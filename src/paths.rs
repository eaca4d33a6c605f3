/// Centralized platform-specific path computation
///
/// Data, cache and config directories come from the `dirs` crate, which follows the XDG
/// Base Directory specification on Linux and the platform conventions elsewhere.
use sha2::{Digest, Sha256};
use std::path::{Component, Path, PathBuf};

const APP_DIR: &str = "codeseek";

/// Platform-agnostic path utilities
pub struct PlatformPaths;

impl PlatformPaths {
    /// Data directory for the current platform, falling back to the working directory
    pub fn data_dir() -> PathBuf {
        dirs::data_local_dir().unwrap_or_else(|| PathBuf::from("."))
    }

    /// Cache directory for the current platform
    pub fn cache_dir() -> PathBuf {
        dirs::cache_dir().unwrap_or_else(|| PathBuf::from("."))
    }

    /// Config directory for the current platform
    pub fn config_dir() -> PathBuf {
        dirs::config_dir().unwrap_or_else(|| PathBuf::from("."))
    }

    /// Returns: {data_dir}/codeseek
    pub fn project_data_dir() -> PathBuf {
        Self::data_dir().join(APP_DIR)
    }

    /// Returns: {cache_dir}/codeseek
    pub fn project_cache_dir() -> PathBuf {
        Self::cache_dir().join(APP_DIR)
    }

    /// Returns: {config_dir}/codeseek
    pub fn project_config_dir() -> PathBuf {
        Self::config_dir().join(APP_DIR)
    }

    /// Default store directory when no project root is known
    ///
    /// Returns: {data_dir}/codeseek/stores/default
    pub fn default_store_path() -> PathBuf {
        Self::project_data_dir().join("stores").join("default")
    }

    /// Store directory dedicated to one project root
    ///
    /// Returns: {data_dir}/codeseek/stores/{first 16 hex chars of sha256(root)}
    pub fn store_path_for_project(project_root: &Path) -> PathBuf {
        let root = Self::resolve(project_root);
        let mut hasher = Sha256::new();
        hasher.update(root.to_string_lossy().as_bytes());
        let hash = format!("{:x}", hasher.finalize());
        Self::project_data_dir().join("stores").join(&hash[..16])
    }

    /// Returns: {cache_dir}/codeseek/models
    pub fn default_model_cache_dir() -> PathBuf {
        Self::project_cache_dir().join("models")
    }

    /// Returns: {config_dir}/codeseek/config.toml
    pub fn default_config_path() -> PathBuf {
        Self::project_config_dir().join("config.toml")
    }

    /// Resolve a path to an absolute form without requiring it to exist
    ///
    /// `.` and `..` are folded lexically, then the deepest existing ancestor is
    /// canonicalized and the missing tail re-appended. The result for a directory is the
    /// same before and after it is created.
    pub fn resolve(path: &Path) -> PathBuf {
        let absolute = std::path::absolute(path).unwrap_or_else(|_| path.to_path_buf());
        let mut normalized = PathBuf::new();
        for component in absolute.components() {
            match component {
                Component::CurDir => {}
                Component::ParentDir => {
                    normalized.pop();
                }
                other => normalized.push(other),
            }
        }

        let mut missing = Vec::new();
        let mut existing = normalized.as_path();
        loop {
            if let Ok(mut resolved) = std::fs::canonicalize(existing) {
                resolved.extend(missing.iter().rev());
                return resolved;
            }
            match (existing.parent(), existing.file_name()) {
                (Some(parent), Some(name)) => {
                    missing.push(name.to_os_string());
                    existing = parent;
                }
                _ => return normalized,
            }
        }
    }
}

#[cfg(test)]
mod tests {
    use super::*;
    use tempfile::TempDir;

    #[test]
    fn test_project_dirs_use_app_name() {
        assert!(PlatformPaths::project_data_dir().ends_with("codeseek"));
        assert!(PlatformPaths::project_cache_dir().ends_with("codeseek"));
        assert!(PlatformPaths::project_config_dir().ends_with("codeseek"));
    }

    #[test]
    fn test_default_config_path() {
        let path = PlatformPaths::default_config_path();
        assert!(path.ends_with("codeseek/config.toml"));
    }

    #[test]
    fn test_store_path_for_project_is_stable() {
        let dir = TempDir::new().unwrap();
        let first = PlatformPaths::store_path_for_project(dir.path());
        let second = PlatformPaths::store_path_for_project(dir.path());
        assert_eq!(first, second);
        assert_eq!(first.file_name().unwrap().len(), 16);
    }

    #[test]
    fn test_store_path_differs_per_project() {
        let a = TempDir::new().unwrap();
        let b = TempDir::new().unwrap();
        assert_ne!(
            PlatformPaths::store_path_for_project(a.path()),
            PlatformPaths::store_path_for_project(b.path())
        );
    }

    #[test]
    fn test_resolve_relative_path() {
        let resolved = PlatformPaths::resolve(Path::new("does-not-exist/child"));
        assert!(resolved.is_absolute());
        assert!(resolved.ends_with("does-not-exist/child"));
    }

    #[test]
    fn test_resolve_existing_path_canonicalizes() {
        let dir = TempDir::new().unwrap();
        let nested = dir.path().join("a");
        std::fs::create_dir(&nested).unwrap();
        let dotted = nested.join("..").join("a");
        assert_eq!(
            PlatformPaths::resolve(&dotted),
            std::fs::canonicalize(&nested).unwrap()
        );
    }

    #[test]
    fn test_resolve_is_stable_across_creation() {
        let dir = TempDir::new().unwrap();
        let dotted = dir.path().join("x").join("..").join("store");
        let before = PlatformPaths::resolve(&dotted);

        std::fs::create_dir_all(dir.path().join("store")).unwrap();
        let after = PlatformPaths::resolve(&dotted);

        assert_eq!(before, after);
        assert_eq!(after, std::fs::canonicalize(dir.path().join("store")).unwrap());
    }
}
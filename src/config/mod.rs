/// Configuration system for codeseek
///
/// Supports loading from multiple sources with priority:
/// CLI args > Environment variables > Config file > Defaults
use crate::embedding::BackendChoice;
use crate::error::{ConfigError, SeekError};
use crate::paths::PlatformPaths;
use serde::{Deserialize, Serialize};
use std::path::{Path, PathBuf};

/// Upper bound on shards per store
pub const MAX_SHARDS: usize = 256;

/// Main configuration structure
#[derive(Debug, Clone, Serialize, Deserialize, Default)]
pub struct Config {
    /// Log at debug level
    #[serde(default)]
    pub verbose: bool,

    /// Embedding backend configuration
    #[serde(default)]
    pub embedding: EmbeddingConfig,

    /// Shard store configuration
    #[serde(default)]
    pub store: StoreConfig,

    /// Chunking and file limits
    #[serde(default)]
    pub indexing: IndexingConfig,

    /// Search defaults
    #[serde(default)]
    pub search: SearchConfig,

    /// Worker pool configuration
    #[serde(default)]
    pub pool: PoolConfig,
}

/// Embedding backend configuration
#[derive(Debug, Clone, Serialize, Deserialize)]
pub struct EmbeddingConfig {
    /// "auto", "local", "remote", "hosted" or "cpu"
    #[serde(default = "default_backend")]
    pub backend: String,

    /// Local model name (e.g., "all-MiniLM-L6-v2", "BAAI/bge-small-en-v1.5")
    #[serde(default = "default_model_name")]
    pub model_name: String,

    /// Directory where local model files are downloaded and cached
    #[serde(default = "default_model_cache_dir")]
    pub cache_dir: PathBuf,

    /// Texts per embedding call
    #[serde(default = "default_batch_size")]
    pub batch_size: usize,

    /// Timeout in seconds for a single embedding call
    #[serde(default = "default_embedding_timeout")]
    pub timeout_secs: u64,

    /// Inference server URL; setting it enables the remote backend in auto mode
    #[serde(default)]
    pub remote_url: Option<String>,

    /// Model served by the inference server
    #[serde(default = "default_remote_model")]
    pub remote_model: String,

    /// Allow the hosted API in auto mode; `backend = "hosted"` enables it as well
    #[serde(default)]
    pub hosted_enabled: bool,

    /// Base URL of the OpenAI-compatible hosted API
    #[serde(default = "default_hosted_url")]
    pub hosted_url: String,

    /// Hosted embedding model
    #[serde(default = "default_hosted_model")]
    pub hosted_model: String,

    /// Environment variable holding the hosted API key
    #[serde(default = "default_hosted_api_key_env")]
    pub hosted_api_key_env: String,

    /// Vector size of the CPU fallback backend
    #[serde(default = "default_cpu_dimension")]
    pub cpu_dimension: usize,
}

/// Shard store configuration
#[derive(Debug, Clone, Serialize, Deserialize)]
pub struct StoreConfig {
    /// Store directory, one sub-directory per shard
    #[serde(default = "default_store_path")]
    pub path: PathBuf,

    /// "lancedb" (persistent) or "memory"
    #[serde(default = "default_store_backend")]
    pub backend: String,

    /// Number of shards; fixed for the lifetime of a store
    #[serde(default = "default_shard_count")]
    pub shard_count: usize,
}

/// Indexing configuration
#[derive(Debug, Clone, Serialize, Deserialize)]
pub struct IndexingConfig {
    /// Maximum characters per chunk before the sliding window applies
    #[serde(default = "default_chunk_size")]
    pub chunk_size: usize,

    /// Characters shared by neighbouring sliding-window chunks
    #[serde(default = "default_chunk_overlap")]
    pub chunk_overlap: usize,

    /// Maximum file size to index (in bytes)
    #[serde(default = "default_max_file_size")]
    pub max_file_size: usize,
}

/// Search configuration
#[derive(Debug, Clone, Serialize, Deserialize)]
pub struct SearchConfig {
    /// Default result limit
    #[serde(default = "default_result_limit")]
    pub limit: usize,

    /// Default minimum similarity score (0.0 to 1.0)
    #[serde(default = "default_min_score")]
    pub min_score: f32,

    /// Per-shard candidate count; raised to the limit when smaller
    #[serde(default)]
    pub top_k_per_shard: Option<usize>,
}

/// Worker pool configuration
#[derive(Debug, Clone, Serialize, Deserialize)]
pub struct PoolConfig {
    /// Fan out across worker units when more than one shard is involved
    #[serde(default = "default_parallel")]
    pub parallel: bool,

    /// Fixed unit count; derived from available parallelism when unset
    #[serde(default)]
    pub worker_count: Option<usize>,
}

fn default_backend() -> String {
    "auto".to_string()
}

fn default_model_name() -> String {
    "all-MiniLM-L6-v2".to_string()
}

fn default_model_cache_dir() -> PathBuf {
    PlatformPaths::default_model_cache_dir()
}

fn default_batch_size() -> usize {
    32
}

fn default_embedding_timeout() -> u64 {
    60
}

fn default_remote_model() -> String {
    "nomic-embed-text".to_string()
}

fn default_hosted_url() -> String {
    "https://api.openai.com/v1".to_string()
}

fn default_hosted_model() -> String {
    "text-embedding-3-small".to_string()
}

fn default_hosted_api_key_env() -> String {
    "OPENAI_API_KEY".to_string()
}

fn default_cpu_dimension() -> usize {
    384
}

fn default_store_path() -> PathBuf {
    PlatformPaths::default_store_path()
}

fn default_store_backend() -> String {
    "lancedb".to_string()
}

fn default_shard_count() -> usize {
    4
}

fn default_chunk_size() -> usize {
    1500
}

fn default_chunk_overlap() -> usize {
    200
}

fn default_max_file_size() -> usize {
    1_048_576 // 1 MB
}

fn default_result_limit() -> usize {
    10
}

fn default_min_score() -> f32 {
    0.5
}

fn default_parallel() -> bool {
    true
}

impl Default for EmbeddingConfig {
    fn default() -> Self {
        Self {
            backend: default_backend(),
            model_name: default_model_name(),
            cache_dir: default_model_cache_dir(),
            batch_size: default_batch_size(),
            timeout_secs: default_embedding_timeout(),
            remote_url: None,
            remote_model: default_remote_model(),
            hosted_enabled: false,
            hosted_url: default_hosted_url(),
            hosted_model: default_hosted_model(),
            hosted_api_key_env: default_hosted_api_key_env(),
            cpu_dimension: default_cpu_dimension(),
        }
    }
}

impl Default for StoreConfig {
    fn default() -> Self {
        Self {
            path: default_store_path(),
            backend: default_store_backend(),
            shard_count: default_shard_count(),
        }
    }
}

impl Default for IndexingConfig {
    fn default() -> Self {
        Self {
            chunk_size: default_chunk_size(),
            chunk_overlap: default_chunk_overlap(),
            max_file_size: default_max_file_size(),
        }
    }
}

impl Default for SearchConfig {
    fn default() -> Self {
        Self {
            limit: default_result_limit(),
            min_score: default_min_score(),
            top_k_per_shard: None,
        }
    }
}

impl Default for PoolConfig {
    fn default() -> Self {
        Self {
            parallel: default_parallel(),
            worker_count: None,
        }
    }
}

fn invalid(key: &str, reason: impl Into<String>) -> SeekError {
    ConfigError::InvalidValue {
        key: key.to_string(),
        reason: reason.into(),
    }
    .into()
}

impl Config {
    /// Default configuration with a store dedicated to `project_root`
    pub fn for_project(project_root: &Path) -> Self {
        let mut config = Self::default();
        config.store.path = PlatformPaths::store_path_for_project(project_root);
        config
    }

    /// Load configuration from file
    pub fn from_file(path: &Path) -> Result<Self, SeekError> {
        if !path.exists() {
            return Err(ConfigError::FileNotFound(path.display().to_string()).into());
        }

        let content = std::fs::read_to_string(path)
            .map_err(|e| ConfigError::LoadFailed(format!("Failed to read config file: {}", e)))?;

        let config: Config = toml::from_str(&content)
            .map_err(|e| ConfigError::ParseFailed(format!("Invalid TOML: {}", e)))?;

        config.validate()?;
        Ok(config)
    }

    /// Load configuration from default location or create default
    pub fn load_or_default() -> Result<Self, SeekError> {
        let config_path = PlatformPaths::default_config_path();

        if config_path.exists() {
            tracing::info!("Loading config from: {}", config_path.display());
            Self::from_file(&config_path)
        } else {
            tracing::debug!("No config file found, using defaults");
            Ok(Self::default())
        }
    }

    /// Save configuration to file
    pub fn save(&self, path: &Path) -> Result<(), SeekError> {
        if let Some(parent) = path.parent() {
            std::fs::create_dir_all(parent).map_err(|e| {
                ConfigError::SaveFailed(format!("Failed to create config directory: {}", e))
            })?;
        }

        let content = toml::to_string_pretty(self)
            .map_err(|e| ConfigError::SaveFailed(format!("Failed to serialize config: {}", e)))?;

        std::fs::write(path, content)
            .map_err(|e| ConfigError::SaveFailed(format!("Failed to write config file: {}", e)))?;

        tracing::info!("Saved config to: {}", path.display());
        Ok(())
    }

    /// Parsed backend request
    pub fn backend_choice(&self) -> Result<BackendChoice, SeekError> {
        self.embedding.backend.parse::<BackendChoice>()
    }

    /// Validate configuration values
    pub fn validate(&self) -> Result<(), SeekError> {
        self.backend_choice()?;

        if self.store.backend != "lancedb" && self.store.backend != "memory" {
            return Err(invalid(
                "store.backend",
                format!("must be 'lancedb' or 'memory', got '{}'", self.store.backend),
            ));
        }

        if self.store.shard_count == 0 || self.store.shard_count > MAX_SHARDS {
            return Err(invalid(
                "store.shard_count",
                format!(
                    "must be between 1 and {}, got {}",
                    MAX_SHARDS, self.store.shard_count
                ),
            ));
        }

        if self.embedding.batch_size == 0 {
            return Err(invalid("embedding.batch_size", "must be greater than 0"));
        }

        if self.embedding.cpu_dimension == 0 {
            return Err(invalid("embedding.cpu_dimension", "must be greater than 0"));
        }

        if self.indexing.chunk_size == 0 {
            return Err(invalid("indexing.chunk_size", "must be greater than 0"));
        }

        if self.indexing.chunk_overlap >= self.indexing.chunk_size {
            return Err(invalid(
                "indexing.chunk_overlap",
                format!(
                    "must be smaller than chunk_size ({}), got {}",
                    self.indexing.chunk_size, self.indexing.chunk_overlap
                ),
            ));
        }

        if self.indexing.max_file_size == 0 {
            return Err(invalid("indexing.max_file_size", "must be greater than 0"));
        }

        if !(0.0..=1.0).contains(&self.search.min_score) {
            return Err(invalid(
                "search.min_score",
                format!("must be between 0.0 and 1.0, got {}", self.search.min_score),
            ));
        }

        if self.search.limit == 0 {
            return Err(invalid("search.limit", "must be greater than 0"));
        }

        if self.pool.worker_count == Some(0) {
            return Err(invalid("pool.worker_count", "must be greater than 0"));
        }

        Ok(())
    }

    /// Apply environment variable overrides
    pub fn apply_env_overrides(&mut self) {
        if let Ok(backend) = std::env::var("CODESEEK_BACKEND") {
            self.embedding.backend = backend;
        }

        if let Ok(model) = std::env::var("CODESEEK_MODEL") {
            self.embedding.model_name = model;
        }

        if let Ok(dir) = std::env::var("CODESEEK_CACHE_DIR") {
            self.embedding.cache_dir = PathBuf::from(dir);
        }

        if let Ok(url) = std::env::var("CODESEEK_REMOTE_URL") {
            self.embedding.remote_url = Some(url);
        }

        if let Ok(enabled) = std::env::var("CODESEEK_HOSTED_ENABLED") {
            self.embedding.hosted_enabled = matches!(enabled.as_str(), "1" | "true" | "yes");
        }

        if let Ok(path) = std::env::var("CODESEEK_STORE_PATH") {
            self.store.path = PathBuf::from(path);
        }

        if let Ok(shards) = std::env::var("CODESEEK_SHARDS")
            && let Ok(count) = shards.parse()
        {
            self.store.shard_count = count;
        }

        if let Ok(workers) = std::env::var("CODESEEK_WORKERS")
            && let Ok(count) = workers.parse()
        {
            self.pool.worker_count = Some(count);
        }

        if let Ok(size) = std::env::var("CODESEEK_CHUNK_SIZE")
            && let Ok(size) = size.parse()
        {
            self.indexing.chunk_size = size;
        }

        if let Ok(overlap) = std::env::var("CODESEEK_CHUNK_OVERLAP")
            && let Ok(overlap) = overlap.parse()
        {
            self.indexing.chunk_overlap = overlap;
        }

        if let Ok(verbose) = std::env::var("CODESEEK_VERBOSE") {
            self.verbose = matches!(verbose.as_str(), "1" | "true" | "yes");
        }
    }

    /// Create a new Config with defaults and environment overrides
    pub fn new() -> Result<Self, SeekError> {
        let mut config = Self::load_or_default()?;
        config.apply_env_overrides();
        config.validate()?;
        Ok(config)
    }
}

#[cfg(test)]
mod tests;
- - - - -
ACTIVITY ▸ For this exercise, copy every line of the data that holds "auto".

OUTPUT FOR THIS TASK ▸
    /// "auto", "local", "remote", "hosted" or "cpu"
    /// Inference server URL; setting it enables the remote backend in auto mode
    /// Allow the hosted API in auto mode; `backend = "hosted"` enables it as well
    "auto".to_string()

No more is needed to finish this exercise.